PROBLEM REQUIREMENTS.
Below are records; state how many of their lines hold the word "Deserialize", and give only the figure.

PROVIDED ENTRIES.
use async_trait::async_trait;
use chrono::{DateTime, Utc};
use rust_decimal::Decimal;
use sea_orm::entity::prelude::*;
use sea_orm::{ActiveValue, Set};
use serde::{Deserialize, Serialize};
use uuid::Uuid;

#[derive(Clone, Debug, PartialEq, Eq, DeriveEntityModel, Serialize, Deserialize)]
#[sea_orm(table_name = "order_lines")]
pub struct Model {
    #[sea_orm(primary_key, auto_increment = false)]
    pub id: Uuid,
    pub order_id: Uuid,
    pub item_id: Uuid,
    pub quantity: i32,
    pub unit_price: Decimal,
    /// Always `quantity * unit_price`; recomputed on every edit.
    pub amount: Decimal,
    pub created_at: DateTime<Utc>,
    pub updated_at: Option<DateTime<Utc>>,
}

#[derive(Copy, Clone, Debug, EnumIter, DeriveRelation)]
pub enum Relation {
    #[sea_orm(
        belongs_to = "super::order::Entity",
        from = "Column::OrderId",
        to = "super::order::Column::Id"
    )]
    Order,
}

impl Related<super::order::Entity> for Entity {
    fn to() -> RelationDef {
        Relation::Order.def()
    }
}

#[async_trait]
impl ActiveModelBehavior for ActiveModel {
    async fn before_save<C: ConnectionTrait>(self, _db: &C, insert: bool) -> Result<Self, DbErr>
    where
        C: ConnectionTrait,
    {
        let mut active_model = self;

        let now = Utc::now();

        if insert {
            if let ActiveValue::NotSet = active_model.created_at {
                active_model.created_at = Set(now);
            }
        }

        if let ActiveValue::NotSet = active_model.updated_at {
            active_model.updated_at = Set(Some(now));
        }

        Ok(active_model)
    }
}
/// The status transition engine. Validates a requested action against the
/// order's current status, applies the resulting status with a conditional
/// write, and appends exactly one history entry in the same transaction.
#[derive(Clone)]
pub struct TransitionService {
    db: Arc<DbPool>,
    event_sender: Option<Arc<EventSender>>,
    shipment_check: Arc<ShipmentCheckService>,
    require_full_stock: bool,
}

impl TransitionService {
    pub fn new(
        db: Arc<DbPool>,
        event_sender: Option<Arc<EventSender>>,
        shipment_check: Arc<ShipmentCheckService>,
        require_full_stock: bool,
    ) -> Self {
        Self {
            db,
            event_sender,
            shipment_check,
            require_full_stock,
        }
    }

    #[instrument(skip(self, request), fields(order_id = %order_id, action = %request.action))]
    pub async fn transition(
        &self,
        order_id: Uuid,
        request: TransitionRequest,
    ) -> Result<OrderResponse, ServiceError> {
        let action = request.action;
        let actor = request.actor.as_deref().unwrap_or("system").to_string();

        // The availability check runs outside the transaction: it reads
        // live stock and is advisory unless require_full_stock is set.
        // Stock may still move between check and commit; the advisory
        // model accepts that race.
        let availability = if action == OrderAction::CreateShipment {
            let report = self.shipment_check.check(order_id).await?;
            if self.require_full_stock && !report.can_ship_all {
                return Err(ServiceError::ValidationError(shortage_message(&report)));
            }
            Some(report)
        } else {
            None
        };

        let db = &*self.db;
        let now = Utc::now();

        let txn = db.begin().await?;

        let order = OrderEntity::find_by_id(order_id)
            .one(&txn)
            .await?
            .ok_or_else(|| ServiceError::NotFound(format!("Order {} not found", order_id)))?;

        let current = parse_status(&order)?;

        let outcome = evaluate(current, action).ok_or_else(|| {
            warn!(
                order_id = %order_id,
                current_status = %current,
                action = %action,
                "rejected invalid transition"
            );
            ServiceError::InvalidTransition {
                action: action.to_string(),
                current: current.to_string(),
                required: required_status(action).to_string(),
            }
        })?;

        if action == OrderAction::RegisterOrder {
            let line_count = OrderLineEntity::find()
                .filter(order_line::Column::OrderId.eq(order_id))
                .count(&txn)
                .await?;
            if line_count == 0 {
                return Err(ServiceError::ValidationError(
                    "order has no lines; add at least one line before registering".to_string(),
                ));
            }
        }

        let new_status = match outcome {
            TransitionOutcome::Move { to, .. } => {
                apply_move(&txn, &order, current, to, request.notes.as_deref(), now).await?;
                Some(to)
            }
            TransitionOutcome::SideEffectOnly => None,
        };

        let metadata = build_metadata(action, &order, current, outcome, &request, &availability);
        let description = request
            .description
            .clone()
            .unwrap_or_else(|| default_description(action, &order.order_number));

        history::record(&txn, order_id, &actor, &description, &metadata).await?;

        let updated = OrderEntity::find_by_id(order_id)
            .one(&txn)
            .await?
            .ok_or_else(|| ServiceError::NotFound(format!("Order {} not found", order_id)))?;
        let lines = OrderLineEntity::find()
            .filter(order_line::Column::OrderId.eq(order_id))
            .order_by_asc(order_line::Column::CreatedAt)
            .all(&txn)
            .await?;

        txn.commit().await?;

        info!(
            order_id = %order_id,
            order_number = %order.order_number,
            old_status = %current,
            new_status = %new_status.unwrap_or(current),
            action = %action,
            "order transition applied"
        );

        self.publish_events(order_id, action, current, new_status)
            .await;

        to_order_response(updated, lines)
    }

    async fn publish_events(
        &self,
        order_id: Uuid,
        action: OrderAction,
        old_status: OrderStatus,
        new_status: Option<OrderStatus>,
    ) {
        let Some(event_sender) = &self.event_sender else {
            return;
        };

        let mut events = Vec::new();
        if let Some(new_status) = new_status {
            events.push(Event::OrderStatusChanged {
                order_id,
                old_status: old_status.to_string(),
                new_status: new_status.to_string(),
            });
        }
        match action {
            OrderAction::Cancel => events.push(Event::OrderCancelled(order_id)),
            OrderAction::RegisterPayment => events.push(Event::PaymentRegistered(order_id)),
            OrderAction::IssueTaxInvoice => events.push(Event::TaxInvoiceIssued(order_id)),
            _ => {}
        }

        for event in events {
            if let Err(e) = event_sender.send(event).await {
                warn!(error = %e, order_id = %order_id, "failed to send transition event");
            }
        }
    }
}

RESPONSE TO THIS EXERCISE.
2